The most likely explanation for this is someone with significant planning expertise had advised either Flamingo Land or Scottish Enterprise that the only way the development could be approved is if the impact it would have on nature etc could be mitigated elsewhere, e.g. by planting trees to compensate for the ones cut down. And so it has proved with Mr Buylla in his Notice of Intention giving significant weight to the importance of “biodiversity enhancements” in planning applications but at the same time agreeing with Flamingo Land this could be delivered by better management of Drumkinnon Woods.   For this compensation argument to work, conservation management for Drumkinnon Woods needs to be secured in perpetuity.

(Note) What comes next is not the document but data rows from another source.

use tracing::trace;

use crate::error::{Error, Result};
use crate::model::{calc, complement, Expr, Operand};
use crate::registry::{Mark, Registry, Signal};

/// Demand-driven evaluator over a [`Registry`].
///
/// There is no global ordering pass: a wire's value is computed the first
/// time something asks for it and cached on the wire until the registry
/// is invalidated.
pub struct Resolver<'a> {
    registry: &'a Registry,
    evaluations: usize,
}

impl<'a> Resolver<'a> {
    pub fn new(registry: &'a Registry) -> Self {
        Self {
            registry,
            evaluations: 0,
        }
    }

    /// Number of wire expressions actually evaluated, not counting cache hits.
    pub fn evaluations(&self) -> usize {
        self.evaluations
    }

    pub fn resolve(&mut self, operand: &Operand) -> Result<u16> {
        match operand {
            Operand::Literal(value) => Ok(*value),
            Operand::Wire(name) => self.resolve_wire(name),
        }
    }

    pub fn resolve_wire(&mut self, name: &str) -> Result<u16> {
        let registry = self.registry;
        let signal = registry
            .lookup(name)
            .ok_or_else(|| Error::undefined(name))?;
        match signal.mark() {
            Mark::Resolved(value) => Ok(value),
            Mark::InProgress => Err(Error::Cycle { name: name.into() }),
            Mark::Unvisited => {
                signal.set_mark(Mark::InProgress);
                match self.eval(signal) {
                    Ok(value) => {
                        signal.set_mark(Mark::Resolved(value));
                        Ok(value)
                    }
                    Err(err) => {
                        signal.set_mark(Mark::Unvisited);
                        Err(err)
                    }
                }
            }
        }
    }

    fn eval(&mut self, signal: &Signal) -> Result<u16> {
        self.evaluations += 1;
        let value = match signal.expr() {
            Expr::Literal(value) => *value,
            Expr::Passthrough(operand) => self.resolve(operand)?,
            Expr::Not(operand) => complement(self.resolve(operand)?),
            Expr::Binary(op, left, right) => {
                let left = self.resolve(left)?;
                let right = self.resolve(right)?;
                calc(*op, left, right)
            }
        };
        trace!(wire = signal.name(), value, "resolved");
        Ok(value)
    }
}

Gordon Watson’s report to his board meeting on 15th September noted that Flamingo Land had submitted a final version of the S75 agreement in response to the LLTNPA’s comments but failed to mention this included a totally new clause/proposal:

The amendments to the S75 were highlighted in yellow by Gillespie MacAndrew

 

What this say is Flamingo Land will be quite happy to sell Drumkinnon Woods to the local community for £1, possibly in as little time as 20 years.

Local Communities are defined in the S75 Agreement as meaning “the communities within those areas of West Dunbartonshire that are represented by the Community Councils” which in turn are defined as referring to Alexandria, Renton, Balloch and Haldane and Bonhill and Dalmonach.  Flamingo Land appears to have included this clause without any consultation with the local communities concerned and more specifically Balloch and Haldane Community Council which has set up a Community Development Trust to buy land in the area as an alternative to Flamingo Land (see here)

What the new clause indicates that Flamingo Land has little interest in improving the natural environment in Balloch in the long-term and its only use for Drumkinnon Woods is as a means of securing planning consent from the Scottish Government.  It is clearly keen to rid itself of this burden and hand-over any financial responsibility for managing Drumkinnon Woods to others at the earliest opportunity.

The fact that Flamingo Land is offering to sell the land for £1 suggests that Scottish Enterprise may have promised to sell it to them for the same sum.

It will be interesting to see what Mr Buylla has said about this in his secret report currently sitting with the Scottish Government when it is eventually published.  It will be even more interesting to see how Ivan McKee responds to the scandal of public land being sold off on the cheap to a developer with the sole intention of getting the most unpopular planning application in Scotland ever approved.

I will consider further issues with Flamingo Land’s S75 in a further post.